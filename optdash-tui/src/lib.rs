//! optdash TUI: terminal front-end over the `optdash-core` dashboard.
//!
//! Panels:
//! 1. Scanner: watchlist price, ATM IV and volume ratio
//! 2. Technicals: price with Bollinger bands, RSI, MACD
//! 3. Suggestion: strategy headline and rationale
//! 4. Chain: Greek-enriched option chain
//! 5. Help: keyboard shortcuts

pub mod app;
pub mod input;
pub mod theme;
pub mod ui;

pub use app::AppState;
pub use input::handle_key;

▸ **Task directions**
Lines after the one containing "Greek-enriched option chain" are not part of the task. Output the entries exactly from their first line through that one.

▸ **Written response**
filename optdash-tui/src/lib.rs
//! optdash TUI: terminal front-end over the `optdash-core` dashboard.
//!
//! Panels:
//! 1. Scanner: watchlist price, ATM IV and volume ratio
//! 2. Technicals: price with Bollinger bands, RSI, MACD
//! 3. Suggestion: strategy headline and rationale
//! 4. Chain: Greek-enriched option chain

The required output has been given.